The G-invariant graph Laplacian
This work addresses data analysis on symmetric manifolds, offering a more efficient approach for tasks like filtering, but it is incremental as it builds on existing graph Laplacian frameworks.
The authors tackled the problem of constructing a graph Laplacian for data on manifolds with known group symmetries, proposing a G-invariant Graph Laplacian that converges to the Laplace-Beltrami operator with a significantly improved convergence rate compared to standard methods.
Graph Laplacian based algorithms for data lying on a manifold have been proven effective for tasks such as dimensionality reduction, clustering, and denoising. In this work, we consider data sets whose data points lie on a manifold that is closed under the action of a known unitary matrix Lie group G. We propose to construct the graph Laplacian by incorporating the distances between all the pairs of points generated by the action of G on the data set.

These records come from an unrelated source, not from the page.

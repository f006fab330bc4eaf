//! Per-process application context.

use std::path::PathBuf;
use std::sync::Arc;

use anyhow::Context;
use chrono::NaiveDate;

use cyclecount_infra::{
    CommandScanner, ExportKind, InventorySheet, InventorySource, NoScanner, SkuScanner,
    export_file_name,
};
use cyclecount_inventory::{InventoryRecord, active_day_for, generate_plan};

use crate::config::CycleCountConfig;
use crate::output::OutputFormat;

/// Configuration plus the cached inventory source.
#[derive(Debug)]
pub struct AppContext {
    pub config: CycleCountConfig,
    pub output: OutputFormat,
    source: InventorySource,
}

/// The batch assigned to one calendar date.
#[derive(Debug, Clone)]
pub struct DailyBatch {
    pub date: NaiveDate,
    pub day: u32,
    pub days: u32,
    pub records: Vec<InventoryRecord>,
    pub passthrough_columns: Vec<String>,
}

impl AppContext {
    pub fn new(config: CycleCountConfig, output: OutputFormat) -> anyhow::Result<Self> {
        config.validate().context("invalid configuration")?;
        let source = InventorySource::new(config.inventory_path.clone());
        Ok(Self {
            config,
            output,
            source,
        })
    }

    pub fn inventory(&mut self) -> anyhow::Result<Arc<InventorySheet>> {
        let path = self.source.path().display().to_string();
        self.source
            .load()
            .with_context(|| format!("failed to load inventory from {path}"))
    }

    /// Regenerate the plan and pick the batch for `date`.
    pub fn daily_batch(&mut self, date: NaiveDate) -> anyhow::Result<DailyBatch> {
        let sheet = self.inventory()?;
        let days = self.config.days;
        let plan = generate_plan(&sheet.records, days, self.config.seed)?;
        let day = active_day_for(date, days)?;
        let records = plan.require_batch(day)?.to_vec();

        tracing::info!(%date, day, days, records = records.len(), "selected daily batch");

        Ok(DailyBatch {
            date,
            day,
            days,
            records,
            passthrough_columns: sheet.passthrough_columns.clone(),
        })
    }

    pub fn export_path(&self, kind: ExportKind, date: NaiveDate) -> PathBuf {
        self.config.output_dir.join(export_file_name(kind, date))
    }

    /// Scanner described by the configuration.
    pub fn scanner(&self) -> Box<dyn SkuScanner> {
        match self
            .config
            .scanner_command
            .as_deref()
            .and_then(CommandScanner::from_command_line)
        {
            Some(scanner) => Box::new(scanner),
            None => Box::new(NoScanner),
        }
    }
}
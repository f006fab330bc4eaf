//! `plan` and `report` commands, plus the report pipeline shared with sessions.

use std::io::Write;
use std::path::{Path, PathBuf};

use anyhow::Context;
use chrono::NaiveDate;

use cyclecount_infra::{ExportKind, export_daily_list, export_report, load_counts, render_variance_chart};
use cyclecount_inventory::{CountedRecord, compute_variance};

use crate::context::{AppContext, DailyBatch};
use crate::output::{OutputFormat, write_batch, write_report};

/// Files written by one report request.
#[derive(Debug, Clone, PartialEq, Eq)]
pub struct ReportFiles {
    pub workbook: PathBuf,
    pub chart: PathBuf,
}

/// Show the batch for `date` and write the daily list.
pub fn plan(ctx: &mut AppContext, date: NaiveDate, out: &mut dyn Write) -> anyhow::Result<DailyBatch> {
    let batch = ctx.daily_batch(date)?;
    write_batch(out, ctx.output, &batch)?;
    let path = export_list(ctx, &batch)?;
    if ctx.output == OutputFormat::Table {
        writeln!(out, "Daily list saved: {}", path.display())?;
    }
    Ok(batch)
}

pub fn export_list(ctx: &AppContext, batch: &DailyBatch) -> anyhow::Result<PathBuf> {
    let path = ctx.export_path(ExportKind::DailyList, batch.date);
    export_daily_list(&path, &batch.records, &batch.passthrough_columns)
        .context("daily list export failed")?;
    Ok(path)
}

/// Non-interactive report from a counts workbook.
pub fn report(
    ctx: &mut AppContext,
    date: NaiveDate,
    counts: &Path,
    out: &mut dyn Write,
) -> anyhow::Result<ReportFiles> {
    let batch = ctx.daily_batch(date)?;
    let counted = load_counts(counts)
        .with_context(|| format!("failed to load counts from {}", counts.display()))?;
    produce_report(ctx, &batch, &counted, out)
}

/// Compute and display the variance report, then export workbook and chart.
///
/// The report is written to `out` before any file is touched, so an export
/// failure leaves what the operator already sees intact.
pub fn produce_report(
    ctx: &AppContext,
    batch: &DailyBatch,
    counted: &[CountedRecord],
    out: &mut dyn Write,
) -> anyhow::Result<ReportFiles> {
    let report = compute_variance(&batch.records, counted, ctx.config.duplicate_policy)?;
    let summary = report.summary(ctx.config.top_n);
    write_report(out, ctx.output, &report, &summary)?;

    tracing::info!(
        day = batch.day,
        rows = summary.rows,
        counted = summary.counted,
        accuracy = summary.accuracy,
        "variance report computed"
    );

    let workbook = ctx.export_path(ExportKind::FinalReport, batch.date);
    export_report(&workbook, &report, &batch.passthrough_columns).context("report export failed")?;
    let chart = render_variance_chart(&report, &ctx.config.chart_path()).context("chart export failed")?;

    if ctx.output == OutputFormat::Table {
        writeln!(out)?;
        writeln!(out, "Report saved: {}", workbook.display())?;
        writeln!(out, "Chart saved: {}", chart.display())?;
    }

    Ok(ReportFiles { workbook, chart })
}
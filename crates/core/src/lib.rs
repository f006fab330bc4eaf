//! `cyclecount-core` — domain foundation building blocks.
//!
//! This crate contains **pure domain** primitives (no infrastructure concerns).

pub mod aggregate;
pub mod error;
pub mod id;
pub mod sku;
pub mod value_object;

pub use aggregate::{Aggregate, AggregateRoot};
pub use error::{DomainError, DomainResult};
pub use id::SessionId;
pub use sku::Sku;
pub use value_object::ValueObject;
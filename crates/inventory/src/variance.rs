//! Variance calculation: left join of the expected batch against submitted counts.

use std::collections::{HashMap, HashSet};

use serde::{Deserialize, Serialize};

use cyclecount_core::{DomainError, DomainResult, Sku};

use crate::record::{CountedRecord, InventoryRecord};
use crate::summary::VarianceSummary;

/// How repeated submissions for one SKU are resolved.
#[derive(Debug, Copy, Clone, PartialEq, Eq, Default, Serialize, Deserialize)]
#[serde(rename_all = "snake_case")]
pub enum DuplicatePolicy {
    /// The most recent submission for a SKU wins.
    #[default]
    LastWins,
    /// Any SKU submitted more than once fails the report.
    Reject,
}

impl core::str::FromStr for DuplicatePolicy {
    type Err = DomainError;

    fn from_str(s: &str) -> Result<Self, Self::Err> {
        match s {
            "last_wins" | "last-wins" => Ok(Self::LastWins),
            "reject" => Ok(Self::Reject),
            other => Err(DomainError::validation(format!(
                "unknown duplicate policy '{other}' (expected last_wins or reject)"
            ))),
        }
    }
}

/// One expected record joined with its count.
#[derive(Debug, Clone, PartialEq, Serialize, Deserialize)]
pub struct VarianceRow {
    #[serde(flatten)]
    pub record: InventoryRecord,
    /// `None` when the SKU has not been counted yet.
    pub counted_qty: Option<i64>,
    /// `counted_qty - system_qty`; `None` when not counted (never zero by default).
    pub variance: Option<i64>,
}

impl VarianceRow {
    pub fn sku(&self) -> &Sku {
        &self.record.sku
    }

    pub fn system_qty(&self) -> i64 {
        self.record.system_qty
    }

    pub fn is_counted(&self) -> bool {
        self.counted_qty.is_some()
    }
}

/// Result of joining a day's batch with the session's counts.
#[derive(Debug, Clone, PartialEq, Serialize, Deserialize)]
pub struct VarianceReport {
    rows: Vec<VarianceRow>,
    unmatched: Vec<CountedRecord>,
}

impl VarianceReport {
    /// Rows in expected-batch order.
    pub fn rows(&self) -> &[VarianceRow] {
        &self.rows
    }

    /// Counts whose SKU is not part of the expected batch. These never appear in
    /// `rows`; they are kept so callers can tell the operator.
    pub fn unmatched(&self) -> &[CountedRecord] {
        &self.unmatched
    }

    pub fn summary(&self, top_n: usize) -> VarianceSummary {
        VarianceSummary::from_report(self, top_n)
    }
}

/// Join `expected` with `counted` on normalized SKU.
pub fn compute_variance(
    expected: &[InventoryRecord],
    counted: &[CountedRecord],
    policy: DuplicatePolicy,
) -> DomainResult<VarianceReport> {
    let mut latest: HashMap<&Sku, i64> = HashMap::with_capacity(counted.len());
    for entry in counted {
        let previous = latest.insert(&entry.sku, entry.counted_qty);
        if previous.is_some() && policy == DuplicatePolicy::Reject {
            return Err(DomainError::conflict(format!(
                "SKU {} was submitted more than once",
                entry.sku
            )));
        }
    }

    let expected_skus: HashSet<&Sku> = expected.iter().map(|r| &r.sku).collect();
    let unmatched: Vec<CountedRecord> = counted
        .iter()
        .filter(|c| !expected_skus.contains(&c.sku))
        .cloned()
        .collect();

    let rows = expected
        .iter()
        .map(|record| {
            let counted_qty = latest.get(&record.sku).copied();
            let variance = counted_qty
                .map(|qty| {
                    qty.checked_sub(record.system_qty).ok_or_else(|| {
                        DomainError::invariant(format!("variance overflow for SKU {}", record.sku))
                    })
                })
                .transpose()?;
            Ok(VarianceRow {
                record: record.clone(),
                counted_qty,
                variance,
            })
        })
        .collect::<DomainResult<Vec<_>>>()?;

    if !unmatched.is_empty() {
        tracing::warn!(
            unmatched = unmatched.len(),
            "counted SKUs not in today's batch were left out of the report"
        );
    }

    Ok(VarianceReport { rows, unmatched })
}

We deem the latter construction the ``G-invariant Graph Laplacian'' (G-GL). We show that the G-GL converges to the Laplace-Beltrami operator on the data manifold, while enjoying a significantly improved convergence rate compared to the standard graph Laplacian which only utilizes the distances between the points in the given data set. Furthermore, we show that the G-GL admits a set of eigenfunctions that have the form of certain products between the group elements and eigenvectors of certain matrices, which can be estimated from the data efficiently using FFT-type algorithms. We demonstrate our construction and its advantages on the problem of filtering data on a noisy manifold closed under the action of the special unitary group SU(2).